The streets of Les Ulis, in the southwestern suburbs of the French capital, were full of temptation and danger for any youngster. However, thanks to his strength and the guidance of his father, Habib, the Rangers centre back stayed on the straight and narrow and has followed in some very famous footsteps.
Arsenal great Thierry Henry was born and brought up in Les Ulis, while Manchester United’s Patrice Evra also hails from the new town. Now Mohsni has become a cult hero of the Rangers supporters with his goal-scoring exploits following three years with Southend United.
However, he has revealed that had he not made it as a pro he would be working in a children’s care centre in his home town, trying to help the young stay away from the darker aspects of life.

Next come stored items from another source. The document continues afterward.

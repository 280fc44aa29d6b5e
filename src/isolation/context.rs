// Copyright 2025 Johann Kempter
//
// Licensed under the Apache License, Version 2.0 (the "License");
// you may not use this file except in compliance with the License.
// You may obtain a copy of the License at
//
//     http://www.apache.org/licenses/LICENSE-2.0
//
// Unless required by applicable law or agreed to in writing, software
// distributed under the License is distributed on an "AS IS" BASIS,
// WITHOUT WARRANTIES OR CONDITIONS OF ANY KIND, either express or implied.
// See the License for the specific language governing permissions and
// limitations under the License.
//
// SPDX-License-Identifier: Apache-2.0

//! Shared state of one isolation run.
//!
//! A [`RunContext`] owns the run's shims, its stub cache and its configuration. The
//! run keeps it alive through an [`Arc`]; every stub refers back to it, so nothing
//! about a run is global and concurrent runs never observe each other.

use std::sync::Arc;

use crate::{
    emulation::Callable,
    isolation::{
        cache::StubCache,
        config::IsolationConfig,
        registry::{Receiver, ShimRegistry},
        rewriter::rewrite,
        shim::Shim,
        stubs::{Stub, StubKind},
    },
    metadata::{MethodDef, MethodDefRc, SymbolTable},
    Error, Result,
};

/// Registry, cache and configuration of one run.
#[derive(Debug)]
pub struct RunContext {
    registry: ShimRegistry,
    cache: StubCache,
    config: IsolationConfig,
}

impl RunContext {
    /// Creates the context of a run.
    #[must_use]
    pub fn new(shims: Vec<Shim>, config: IsolationConfig) -> Arc<RunContext> {
        Arc::new(RunContext {
            registry: ShimRegistry::new(shims),
            cache: StubCache::new(),
            config,
        })
    }

    /// The run's shims.
    #[must_use]
    pub fn registry(&self) -> &ShimRegistry {
        &self.registry
    }

    /// The run's stubs and rewritten bodies.
    #[must_use]
    pub fn cache(&self) -> &StubCache {
        &self.cache
    }

    /// The run's configuration.
    #[must_use]
    pub fn config(&self) -> &IsolationConfig {
        &self.config
    }

    /// Whether `method` is intrinsic under the run's forwarding policy.
    #[must_use]
    pub fn is_intrinsic(&self, symbols: &dyn SymbolTable, method: &MethodDef) -> bool {
        self.config.forward.is_intrinsic(symbols, method)
    }

    /// Whether a call site targeting `method` is emitted unchanged.
    ///
    /// Intrinsics are always forwarded. Otherwise a call is forwarded only when no
    /// shim names the target, the target has no body and is not abstract, the
    /// forwarding policy allows its kind, and a virtual call cannot reach an override.
    #[must_use]
    pub fn forwards(&self, symbols: &dyn SymbolTable, method: &MethodDef, virtual_call: bool) -> bool {
        if self.is_intrinsic(symbols, method) {
            return true;
        }
        if self.registry.names(&method.identity()) {
            return false;
        }
        if virtual_call && method.is_overridable() {
            return false;
        }
        if method.has_body() || method.is_abstract() {
            return false;
        }
        self.config.forward.forwards_bodiless(method)
    }

    /// The shim that applies to a call of `method` on `receiver`, if any.
    #[must_use]
    pub fn shim_for(
        &self,
        symbols: &dyn SymbolTable,
        method: &MethodDefRc,
        receiver: Option<&Receiver>,
    ) -> Option<&Shim> {
        let index = self.registry.find(symbols, method, receiver)?;
        let shim = self.registry.get(index)?;
        log::trace!(
            "shim #{index} replaces {} ({:?})",
            symbols.method_name(method.token),
            shim.replacement()
        );
        Some(shim)
    }

    /// The `kind` stub for `method`, generated on first use.
    ///
    /// # Errors
    /// See [`Stub::generate`].
    pub fn stub(
        self: &Arc<Self>,
        symbols: &dyn SymbolTable,
        kind: StubKind,
        method: &MethodDefRc,
    ) -> Result<Arc<Stub>> {
        self.cache.stub_or_insert_with(kind, &method.identity(), || {
            let stub = Stub::generate(self, symbols, kind, method)?;
            log::debug!("generated {}", stub.name());
            Ok(stub)
        })
    }

    /// The rewritten body of `method`, or the method itself when it has no body.
    ///
    /// # Errors
    /// Returns [`Error::UnsupportedInstruction`] and any other rewrite failure.
    pub fn rewritten(
        self: &Arc<Self>,
        symbols: &dyn SymbolTable,
        method: &MethodDefRc,
        interface_dispatch: bool,
    ) -> Result<Callable> {
        let body = self
            .cache
            .body_or_insert_with(&method.identity(), interface_dispatch, || {
                rewrite(self, symbols, method, interface_dispatch).map(Arc::new)
            });
        match body {
            Ok(body) => Ok(Callable::Dynamic(body)),
            Err(Error::UnreadableMethodBody(_)) => Ok(Callable::Method(MethodDefRc::clone(method))),
            Err(error) => Err(error),
        }
    }

    /// What a stub runs for an unshimmed `method`: the original for intrinsics and
    /// bodiless methods, the rewritten body otherwise.
    ///
    /// # Errors
    /// See [`RunContext::rewritten`].
    pub fn implementation(
        self: &Arc<Self>,
        symbols: &dyn SymbolTable,
        method: &MethodDefRc,
        interface_dispatch: bool,
    ) -> Result<Callable> {
        if self.is_intrinsic(symbols, method) {
            return Ok(Callable::Method(MethodDefRc::clone(method)));
        }
        self.rewritten(symbols, method, interface_dispatch)
    }
}

#[cfg(test)]
mod tests {
    use super::*;
    use crate::{
        emulation::{NativeMethod, Value},
        isolation::config::ForwardPolicy,
        metadata::{
            builders::{MethodBodyBuilder, MethodDefBuilder, TypeDefBuilder},
            Module, TypeSig,
        },
    };

    #[test]
    fn forwarding_rules() -> Result<()> {
        let module = Module::new();
        let corlib = module.corlib().clone();
        let unsafe_helpers =
            TypeDefBuilder::new("System.Runtime.CompilerServices", "Unsafe").build(&module)?;
        let as_ref = MethodDefBuilder::new("AsRef")
            .static_method()
            .body(MethodBodyBuilder::new().implementation(|asm| {
                asm.ret()?;
                Ok(())
            }))
            .build(&module, unsafe_helpers)?;

        let write_line = module.method(corlib.console_write_line_string)?;
        let to_string = module.method(corlib.object_to_string)?;
        let as_ref = module.method(as_ref)?;

        let context = RunContext::new(Vec::new(), IsolationConfig::default());
        assert!(context.forwards(&module, &write_line, false));
        assert!(context.forwards(&module, &as_ref, false));
        assert!(!context.forwards(&module, &to_string, true));
        assert!(context.forwards(&module, &to_string, false));

        let strict = RunContext::new(Vec::new(), IsolationConfig::strict());
        assert!(!strict.forwards(&module, &write_line, false));
        assert!(!strict.forwards(&module, &as_ref, false));

        let shim = Shim::replace(&module, corlib.console_write_line_string)?.with_native(
            &module,
            NativeMethod::new("quiet", vec![TypeSig::String], TypeSig::Void, |_, _| {
                Ok(Value::Void)
            }),
        )?;
        let shimmed = RunContext::new(vec![shim], IsolationConfig::default());
        assert!(!shimmed.forwards(&module, &write_line, false));

        let forced = RunContext::new(
            Vec::new(),
            IsolationConfig::strict()
                .with_forward_policy(ForwardPolicy::none().with_forced_type("System.Console")),
        );
        assert!(forced.forwards(&module, &write_line, false));
        Ok(())
    }

    #[test]
    fn stubs_and_bodies_are_cached() -> Result<()> {
        let module = Module::new();
        let program = TypeDefBuilder::new("Demo", "Program").build(&module)?;
        let answer = MethodDefBuilder::new("Answer")
            .static_method()
            .returns(TypeSig::I4)
            .body(MethodBodyBuilder::new().implementation(|asm| {
                asm.ldc_i4(42)?.ret()?;
                Ok(())
            }))
            .build(&module, program)?;
        let answer = module.method(answer)?;
        let context = RunContext::new(Vec::new(), IsolationConfig::default());

        let first = context.stub(&module, StubKind::Call, &answer)?;
        let second = context.stub(&module, StubKind::Call, &answer)?;
        assert!(Arc::ptr_eq(&first, &second));
        assert_eq!(first.name(), "stub_call_Program_Answer");

        let Callable::Dynamic(body) = context.rewritten(&module, &answer, false)? else {
            panic!("a method with a body is rewritten");
        };
        let Callable::Dynamic(again) = context.rewritten(&module, &answer, false)? else {
            panic!("a method with a body is rewritten");
        };
        assert!(Arc::ptr_eq(&body, &again));
        assert_eq!(context.cache().body_count(), 1);

        let write_line = module.method(module.corlib().console_write_line_string)?;
        assert!(matches!(
            context.rewritten(&module, &write_line, false)?,
            Callable::Method(_)
        ));
        assert_eq!(context.cache().body_count(), 1);
        Ok(())
    }
}
// Copyright 2025 Johann Kempter
//
// Licensed under the Apache License, Version 2.0 (the "License");
// you may not use this file except in compliance with the License.
// You may obtain a copy of the License at
//
//     http://www.apache.org/licenses/LICENSE-2.0
//
// Unless required by applicable law or agreed to in writing, software
// distributed under the License is distributed on an "AS IS" BASIS,
// WITHOUT WARRANTIES OR CONDITIONS OF ANY KIND, either express or implied.
// See the License for the specific language governing permissions and
// limitations under the License.
//
// SPDX-License-Identifier: Apache-2.0

//! Method interception.
//!
//! This module runs managed code with selected methods replaced by user-supplied
//! implementations ("shims"). Nothing is patched in place: the entry method's body is
//! rewritten into a [`crate::emulation::DynamicMethod`] in which every call site goes
//! through a generated stub. When executed, a stub looks for a matching shim and
//! otherwise rewrites the real target the same way and calls that, so interception
//! reaches arbitrarily deep call chains.
//!
//! # Architecture
//!
//! - [`shim`] - [`Shim`] construction and signature validation
//! - [`registry`] - [`ShimRegistry`] lookup by identity and receiver
//! - [`config`] - [`IsolationConfig`], intrinsic namespaces and forwarding policy
//! - [`regions`] - [`RegionTracker`], exception clause boundaries during rewriting
//! - [`rewriter`] - [`rewrite`], the body transformation
//! - [`stubs`] - [`Stub`] flavors for each call instruction
//! - [`cache`] - [`StubCache`] of stubs and rewritten bodies
//! - [`context`] - [`RunContext`], the state shared by all stubs of a run
//! - [`isolate`](mod@isolate) - [`IsolationRun`] and the [`isolate()`] entry point
//! - [`decompile`](mod@decompile) - textual listings of original and rewritten bodies
//!
//! # Runs
//!
//! All state of a run lives in one [`RunContext`] owned through an `Arc`. Stubs only
//! keep a weak reference to it, so dropping the [`IsolationRun`] releases the caches.
//! Concurrent runs on different threads share nothing.
//!
//! # Examples
//!
//! ```rust
//! use dotshim::emulation::{NativeMethod, Runtime, Value};
//! use dotshim::isolation::{IsolationRun, Shim};
//! use dotshim::metadata::{
//!     builders::{MethodBodyBuilder, MethodDefBuilder, TypeDefBuilder},
//!     Module, TypeSig,
//! };
//! use std::sync::Arc;
//!
//! let module = Module::new();
//! let program = TypeDefBuilder::new("Demo", "Program").build(&module)?;
//! let now = MethodDefBuilder::new("Now")
//!     .static_method()
//!     .returns(TypeSig::I4)
//!     .body(MethodBodyBuilder::new().implementation(|asm| {
//!         asm.ldc_i4(2024)?.ret()?;
//!         Ok(())
//!     }))
//!     .build(&module, program)?;
//! let age = MethodDefBuilder::new("Age")
//!     .static_method()
//!     .returns(TypeSig::I4)
//!     .body(MethodBodyBuilder::new().implementation(move |asm| {
//!         asm.call(now)?.ldc_i4(2000)?.sub()?.ret()?;
//!         Ok(())
//!     }))
//!     .build(&module, program)?;
//!
//! let frozen = Shim::replace(&module, now)?.with_native(
//!     &module,
//!     NativeMethod::new("frozen", vec![], TypeSig::I4, |_, _| Ok(Value::I4(2030))),
//! )?;
//!
//! let runtime = Runtime::new(Arc::new(module));
//! let run = IsolationRun::new(&runtime, vec![frozen])?;
//! assert_eq!(run.invoke(age, vec![])?, Value::I4(30));
//! # Ok::<(), dotshim::Error>(())
//! ```

pub mod cache;
pub mod config;
pub mod context;
pub mod decompile;
pub mod isolate;
pub mod regions;
pub mod registry;
pub mod rewriter;
pub mod shim;
pub mod stubs;

pub use cache::StubCache;
pub use config::{ForwardPolicy, IsolationConfig, DEFAULT_INTRINSIC_NAMESPACES};
pub use context::RunContext;
pub use decompile::{decompile, decompile_dynamic};
pub use isolate::{isolate, IsolationRun};
pub use regions::{RegionEvent, RegionTracker};
pub use registry::{Receiver, ShimRegistry};
pub use rewriter::{rewrite, ArgumentLayout};
pub use shim::{ReceiverMatch, Replacement, Shim, ShimBuilder};
pub use stubs::{stub_name, Stub, StubKind, StubSignature};
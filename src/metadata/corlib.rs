// Copyright 2025 Johann Kempter
//
// Licensed under the Apache License, Version 2.0 (the "License");
// you may not use this file except in compliance with the License.
// You may obtain a copy of the License at
//
//     http://www.apache.org/licenses/LICENSE-2.0
//
// Unless required by applicable law or agreed to in writing, software
// distributed under the License is distributed on an "AS IS" BASIS,
// WITHOUT WARRANTIES OR CONDITIONS OF ANY KIND, either express or implied.
// See the License for the specific language governing permissions and
// limitations under the License.
//
// SPDX-License-Identifier: Apache-2.0

//! The minimal core library every [`crate::metadata::Module`] starts with.
//!
//! All methods defined here are internal calls without CIL bodies; the runtime backs
//! them with native implementations (see `crate::emulation::natives`). Their tokens are
//! stable because the core library is always installed first, in a fixed order.

use crate::metadata::{
    method::{MethodImplCodeType, MethodImplOptions, MethodModifiers},
    module::ModuleTables,
    symbols::CoreTypes,
    token::Token,
    typesystem::{FieldAttributes, TypeAttributes, TypeSig},
};

/// Namespace of all core library types
pub const SYSTEM_NAMESPACE: &str = "System";

/// Tokens of the core library members.
#[derive(Debug, Clone)]
pub struct CoreLibrary {
    /// `System.Object`
    pub object: Token,
    /// `Object::.ctor()`
    pub object_ctor: Token,
    /// `Object::ToString()`
    pub object_to_string: Token,
    /// `System.ValueType`
    pub value_type: Token,
    /// `System.Int32`
    pub int32: Token,
    /// `System.Int64`
    pub int64: Token,
    /// `System.Double`
    pub double: Token,
    /// `System.Boolean`
    pub boolean: Token,
    /// `System.Char`
    pub char: Token,
    /// `System.String`
    pub string: Token,
    /// `String::Concat(string, string)`
    pub string_concat: Token,
    /// `String::ToUpper()`
    pub string_to_upper: Token,
    /// `String::get_Length()`
    pub string_length: Token,
    /// `String::op_Equality(string, string)`
    pub string_equality: Token,
    /// `System.Console`
    pub console: Token,
    /// `Console::WriteLine(string)`
    pub console_write_line_string: Token,
    /// `Console::WriteLine(int32)`
    pub console_write_line_int: Token,
    /// `System.Exception`
    pub exception: Token,
    /// `Exception::.ctor()`
    pub exception_ctor: Token,
    /// `Exception::.ctor(string)`
    pub exception_ctor_message: Token,
    /// `Exception::get_Message()`
    pub exception_message: Token,
    /// `Exception::_message`
    pub exception_message_field: Token,
    /// `System.NullReferenceException`
    pub null_reference_exception: Token,
    /// `System.InvalidCastException`
    pub invalid_cast_exception: Token,
    /// `System.DivideByZeroException`
    pub divide_by_zero_exception: Token,
    /// `System.OverflowException`
    pub overflow_exception: Token,
    /// `System.IndexOutOfRangeException`
    pub index_out_of_range_exception: Token,
    /// `System.InvalidOperationException`
    pub invalid_operation_exception: Token,
    /// `System.Action`
    pub action: Token,
    /// `Action::.ctor(object, native int)`
    pub action_ctor: Token,
    /// `Action::Invoke()`
    pub action_invoke: Token,
    /// Constructors of the exception types, `(type, .ctor(), .ctor(string))`
    pub exception_ctors: Vec<(Token, Token, Token)>,
}

impl CoreLibrary {
    pub(crate) fn install(tables: &ModuleTables) -> CoreLibrary {
        let object = tables.push_type(SYSTEM_NAMESPACE, "Object", TypeAttributes::PUBLIC, None, false);
        let value_type = tables.push_type(
            SYSTEM_NAMESPACE,
            "ValueType",
            TypeAttributes::PUBLIC | TypeAttributes::ABSTRACT,
            Some(object),
            false,
        );
        let primitive = |name: &str| {
            tables.push_type(
                SYSTEM_NAMESPACE,
                name,
                TypeAttributes::PUBLIC | TypeAttributes::SEALED,
                Some(value_type),
                true,
            )
        };
        let int32 = primitive("Int32");
        let int64 = primitive("Int64");
        let double = primitive("Double");
        let boolean = primitive("Boolean");
        let char = primitive("Char");

        let sealed = TypeAttributes::PUBLIC | TypeAttributes::SEALED;
        let string = tables.push_type(SYSTEM_NAMESPACE, "String", sealed, Some(object), false);
        let console = tables.push_type(
            SYSTEM_NAMESPACE,
            "Console",
            sealed | TypeAttributes::ABSTRACT,
            Some(object),
            false,
        );
        let exception =
            tables.push_type(SYSTEM_NAMESPACE, "Exception", TypeAttributes::PUBLIC, Some(object), false);
        let action = tables.push_type(SYSTEM_NAMESPACE, "Action", sealed, Some(object), false);

        let instance = MethodModifiers::HIDE_BY_SIG;
        let ctor = MethodModifiers::HIDE_BY_SIG
            | MethodModifiers::SPECIAL_NAME
            | MethodModifiers::RTSPECIAL_NAME;
        let static_method = MethodModifiers::STATIC | MethodModifiers::HIDE_BY_SIG;
        let virtual_method = MethodModifiers::VIRTUAL | MethodModifiers::HIDE_BY_SIG;
        let internal = |owner, name: &str, flags, params: Vec<TypeSig>, ret| {
            tables.push_method(
                owner,
                name,
                flags,
                MethodImplCodeType::IL,
                MethodImplOptions::INTERNAL_CALL,
                params,
                ret,
            )
        };

        let object_ctor = internal(object, ".ctor", ctor, vec![], TypeSig::Void);
        let object_to_string = internal(object, "ToString", virtual_method, vec![], TypeSig::String);

        let string_concat = internal(
            string,
            "Concat",
            static_method,
            vec![TypeSig::String, TypeSig::String],
            TypeSig::String,
        );
        let string_to_upper = internal(string, "ToUpper", instance, vec![], TypeSig::String);
        let string_length = internal(
            string,
            "get_Length",
            instance | MethodModifiers::SPECIAL_NAME,
            vec![],
            TypeSig::I4,
        );
        let string_equality = internal(
            string,
            "op_Equality",
            static_method | MethodModifiers::SPECIAL_NAME,
            vec![TypeSig::String, TypeSig::String],
            TypeSig::Boolean,
        );

        let console_write_line_string = internal(
            console,
            "WriteLine",
            static_method,
            vec![TypeSig::String],
            TypeSig::Void,
        );
        let console_write_line_int =
            internal(console, "WriteLine", static_method, vec![TypeSig::I4], TypeSig::Void);

        let exception_message_field = tables.push_field(
            exception,
            "_message",
            TypeSig::String,
            FieldAttributes::empty(),
        );
        let exception_ctor = internal(exception, ".ctor", ctor, vec![], TypeSig::Void);
        let exception_ctor_message =
            internal(exception, ".ctor", ctor, vec![TypeSig::String], TypeSig::Void);
        let exception_message = internal(
            exception,
            "get_Message",
            virtual_method | MethodModifiers::SPECIAL_NAME,
            vec![],
            TypeSig::String,
        );

        let mut exception_ctors = vec![(exception, exception_ctor, exception_ctor_message)];
        let mut derived_exception = |name: &str| {
            let token =
                tables.push_type(SYSTEM_NAMESPACE, name, TypeAttributes::PUBLIC, Some(exception), false);
            let default_ctor = internal(token, ".ctor", ctor, vec![], TypeSig::Void);
            let message_ctor = internal(token, ".ctor", ctor, vec![TypeSig::String], TypeSig::Void);
            exception_ctors.push((token, default_ctor, message_ctor));
            token
        };
        let null_reference_exception = derived_exception("NullReferenceException");
        let invalid_cast_exception = derived_exception("InvalidCastException");
        let divide_by_zero_exception = derived_exception("DivideByZeroException");
        let overflow_exception = derived_exception("OverflowException");
        let index_out_of_range_exception = derived_exception("IndexOutOfRangeException");
        let invalid_operation_exception = derived_exception("InvalidOperationException");

        let runtime = |owner, name: &str, flags, params: Vec<TypeSig>, ret| {
            tables.push_method(
                owner,
                name,
                flags,
                MethodImplCodeType::RUNTIME,
                MethodImplOptions::empty(),
                params,
                ret,
            )
        };
        let action_ctor = runtime(
            action,
            ".ctor",
            ctor,
            vec![TypeSig::Object, TypeSig::IntPtr],
            TypeSig::Void,
        );
        let action_invoke = runtime(action, "Invoke", virtual_method, vec![], TypeSig::Void);

        CoreLibrary {
            object,
            object_ctor,
            object_to_string,
            value_type,
            int32,
            int64,
            double,
            boolean,
            char,
            string,
            string_concat,
            string_to_upper,
            string_length,
            string_equality,
            console,
            console_write_line_string,
            console_write_line_int,
            exception,
            exception_ctor,
            exception_ctor_message,
            exception_message,
            exception_message_field,
            null_reference_exception,
            invalid_cast_exception,
            divide_by_zero_exception,
            overflow_exception,
            index_out_of_range_exception,
            invalid_operation_exception,
            action,
            action_ctor,
            action_invoke,
            exception_ctors,
        }
    }

    /// The `(.ctor(), .ctor(string))` pair of a core exception type.
    #[must_use]
    pub fn exception_constructors(&self, exception: Token) -> Option<(Token, Token)> {
        self.exception_ctors
            .iter()
            .find(|(type_token, _, _)| *type_token == exception)
            .map(|(_, default_ctor, message_ctor)| (*default_ctor, *message_ctor))
    }

    /// The well-known core types.
    #[must_use]
    pub fn core_types(&self) -> CoreTypes {
        CoreTypes {
            object: self.object,
            value_type: self.value_type,
            string: self.string,
            int32: self.int32,
            int64: self.int64,
            double: self.double,
            boolean: self.boolean,
            char: self.char,
        }
    }
}
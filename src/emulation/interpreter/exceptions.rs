// Copyright 2025 Johann Kempter
//
// Licensed under the Apache License, Version 2.0 (the "License");
// you may not use this file except in compliance with the License.
// You may obtain a copy of the License at
//
//     http://www.apache.org/licenses/LICENSE-2.0
//
// Unless required by applicable law or agreed to in writing, software
// distributed under the License is distributed on an "AS IS" BASIS,
// WITHOUT WARRANTIES OR CONDITIONS OF ANY KIND, either express or implied.
// See the License for the specific language governing permissions and
// limitations under the License.
//
// SPDX-License-Identifier: Apache-2.0

//! Structured exception handling (ECMA-335 I.12.4.2).
//!
//! Dispatch is two-pass. The first pass walks the clause table in order (inner clauses
//! first) and selects the first catch whose type matches or filter that accepts the
//! exception; filters run as nested executions and an exception raised inside a
//! filter counts as a rejection. The second pass runs every finally and fault clause
//! that guards the throwing offset and is nested inside the selected clause. An
//! exception escaping one of those handlers replaces the original and is dispatched
//! again from the handler's position.

use crate::{
    emulation::{
        interpreter::{BlockExit, Interpreter},
        thread::ExecutionThread,
        value::{HeapRef, Value},
    },
    metadata::method::{ExceptionHandler, ExceptionRegionKind},
    Error, Result,
};

/// Byte range of a handler block being executed as a nested run.
///
/// Only clauses whose guarded block lies inside the range are visible to it; the
/// enclosing clauses belong to the outer execution.
#[derive(Debug, Clone, Copy, PartialEq, Eq)]
pub(crate) struct Block {
    start: u32,
    end: u32,
}

impl Block {
    fn contains(self, clause: &ExceptionHandler) -> bool {
        clause.try_offset >= self.start && clause.try_end() <= self.end
    }
}

fn visible(block: Option<Block>, clause: &ExceptionHandler) -> bool {
    block.map_or(true, |block| block.contains(clause))
}

fn code_offset(offset: u64) -> u32 {
    u32::try_from(offset).unwrap_or(u32::MAX)
}

/// Result of running the finally clauses a `leave` exits.
#[derive(Debug, Clone, PartialEq, Eq)]
pub(crate) enum LeaveOutcome {
    /// All finally clauses completed; continue at the target
    Completed,
    /// A finally clause raised; dispatch `exception` as if thrown at `offset`
    Raised {
        offset: u64,
        exception: HeapRef,
    },
}

impl Interpreter<'_> {
    /// Finds the handler for `exception` thrown at `offset`, running the finally and
    /// fault clauses it unwinds through.
    ///
    /// Returns the handler offset and the exception it receives.
    ///
    /// # Errors
    /// Returns [`Error::Thrown`] when no visible clause handles the exception.
    pub(super) fn dispatch(
        &mut self,
        thread: &mut ExecutionThread<'_>,
        offset: u64,
        exception: HeapRef,
        block: Option<Block>,
    ) -> Result<(u64, HeapRef)> {
        let method = self.method;
        let runtime = thread.runtime();
        let symbols = runtime.symbols();
        let exception_type = runtime
            .heap()
            .get_type_token(exception, &symbols.core_types())?;
        let at = code_offset(offset);

        let mut selected = None;
        for (index, clause) in method.exception_regions.iter().enumerate() {
            if !clause.covers(at) || !visible(block, clause) {
                continue;
            }
            let handles = match clause.kind() {
                ExceptionRegionKind::Catch => clause
                    .handler
                    .is_some_and(|class| symbols.is_subtype_of(exception_type, class)),
                ExceptionRegionKind::Filter => self.run_filter(thread, clause, exception)?,
                ExceptionRegionKind::Finally | ExceptionRegionKind::Fault => false,
            };
            if handles {
                selected = Some(index);
                break;
            }
        }

        let unwound = selected.unwrap_or(method.exception_regions.len());
        for clause in &method.exception_regions[..unwound] {
            if !clause.is_termination_handler() || !clause.covers(at) || !visible(block, clause) {
                continue;
            }
            log::trace!(
                "unwinding through {} at IL_{:04X}",
                clause.kind(),
                clause.handler_offset
            );
            match self.run_termination_handler(thread, clause) {
                Ok(()) => {}
                Err(Error::Thrown(replacement)) => {
                    return self.dispatch(
                        thread,
                        u64::from(clause.handler_offset),
                        replacement,
                        block,
                    );
                }
                Err(error) => return Err(error),
            }
        }

        match selected.and_then(|index| method.exception_regions.get(index).map(|c| (index, c))) {
            Some((index, clause)) => {
                log::trace!(
                    "{} at IL_{:04X} caught by {} handler at IL_{:04X}",
                    runtime.type_name(exception_type),
                    offset,
                    clause.kind(),
                    clause.handler_offset
                );
                self.caught.push((index, exception));
                Ok((u64::from(clause.handler_offset), exception))
            }
            None => Err(Error::Thrown(exception)),
        }
    }

    /// Runs the finally clauses a `leave` from `offset` to `target` exits, innermost
    /// first.
    pub(super) fn leave(
        &mut self,
        thread: &mut ExecutionThread<'_>,
        offset: u64,
        target: u64,
        block: Option<Block>,
    ) -> Result<LeaveOutcome> {
        let method = self.method;
        let (from, to) = (code_offset(offset), code_offset(target));

        for clause in &method.exception_regions {
            if clause.kind() != ExceptionRegionKind::Finally
                || !clause.covers(from)
                || clause.covers(to)
                || !visible(block, clause)
            {
                continue;
            }
            match self.run_termination_handler(thread, clause) {
                Ok(()) => {}
                Err(Error::Thrown(exception)) => {
                    return Ok(LeaveOutcome::Raised {
                        offset: u64::from(clause.handler_offset),
                        exception,
                    })
                }
                Err(error) => return Err(error),
            }
        }

        self.caught.retain(|(index, _)| {
            method
                .exception_regions
                .get(*index)
                .is_some_and(|clause| !clause.in_handler(from) || clause.in_handler(to))
        });
        Ok(LeaveOutcome::Completed)
    }

    /// The exception the innermost active catch handler around `offset` received.
    pub(super) fn rethrow_target(&self, offset: u64) -> Result<HeapRef> {
        let at = code_offset(offset);
        self.caught
            .iter()
            .rev()
            .find(|(index, _)| {
                self.method
                    .exception_regions
                    .get(*index)
                    .is_some_and(|clause| clause.in_handler(at))
            })
            .map(|(_, exception)| *exception)
            .ok_or_else(|| malformed_error!("rethrow outside of a catch handler at IL_{:04X}", offset))
    }

    fn run_filter(
        &mut self,
        thread: &mut ExecutionThread<'_>,
        clause: &ExceptionHandler,
        exception: HeapRef,
    ) -> Result<bool> {
        let block = Block {
            start: clause.filter_offset,
            end: clause.handler_offset,
        };
        match self.execute(
            thread,
            u64::from(clause.filter_offset),
            vec![Value::ObjectRef(exception)],
            Some(block),
        ) {
            Ok(BlockExit::EndFilter(accepted)) => Ok(accepted),
            Ok(_) => Err(malformed_error!(
                "Filter at IL_{:04X} did not end with endfilter",
                clause.filter_offset
            )),
            Err(Error::Thrown(_)) => Ok(false),
            Err(error) => Err(error),
        }
    }

    fn run_termination_handler(
        &mut self,
        thread: &mut ExecutionThread<'_>,
        clause: &ExceptionHandler,
    ) -> Result<()> {
        let block = Block {
            start: clause.handler_offset,
            end: clause.handler_end(),
        };
        match self.execute(thread, u64::from(clause.handler_offset), Vec::new(), Some(block))? {
            BlockExit::EndFinally => Ok(()),
            _ => Err(malformed_error!(
                "{} handler at IL_{:04X} did not end with endfinally",
                clause.kind(),
                clause.handler_offset
            )),
        }
    }
}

The 26-year-old said: “You could be a gangster or you could play football. I was lucky because my dad was quite strict with me. I didn’t smoke or take drugs or have alcohol but it was all close by.
“It was always my dream to be a professional footballer and I have achieved this dream. If I didn’t make it I would have been working with children. When I was playing football in France I also worked at a centre where we looked after children from all ages. So we would teach them good habits to try to stop them from falling into bad ways.”
Mohsni is French-born but his roots are in Tunisia.
He said: “I was born in France and I lived there until I was 22 years old but my family is Tunisian and the culture is very important, so I feel French when I am in France and I feel Tunisian when I am in Tunisia.”
Habib was always looking out for Bilel and he refused to allow his son to go to watch his beloved Paris Saint-Germain when they were beaten on penalties by Rangers in 2001 in the Uefa Cup in what proved to be Dick Advocaat’s last major act as Ibrox manager.
Mohsni said: “My father thought it was too dangerous. The fans at Paris were like Celtic and Rangers fans. There were two factions and they didn’t like each other. In fact, they hated each other. My dad was afraid because we didn’t know what was going to happen. You could be walking between these two groups and suddenly they would start fighting, It’s better now, but my dad thought it was too dangerous then.”
Mohsni was largely successful with Southend under Paul Sturrock after signing in 2010 but he had a difference of opinion with Sturrock’s successor, Phil Brown. Now, after a trial period in the summer, he is proving to be a very astute Ally McCoist signing as Rangers have coasted to eight consecutive wins in League 1 and seek their ninth at Brechin tomorrow.
Mohsni said: “Football is in the mind more than it is in your feet. If you have problems in your private life then you can’t play at your highest level.
“When I came here I had a clear mind and I had moved on. The atmosphere at Rangers is great. There is pressure to win games but the focus is so good. It was complicated at Southend in my last season because of politics but now I feel completely free.
“The manager has given me his confidence and the players have let me play, so it is perfect for me. I think Ally McCoist and Paul Sturrock are similar and I feel I can work better with managers like them. I want to fight for managers like that. When you feel tired you still give 100 per cent.”
Mohsni, who has scored four times this season, believes Rangers can be undefeated in League 1 and he also wants to clinch a contract beyond the summer of 2015.
He said: “I think we can play the whole season without losing a league game because we have a strong team and a lot of good players for this league.
“I would love to get another contract before this one is over because my goal is to get back to the top with Rangers.”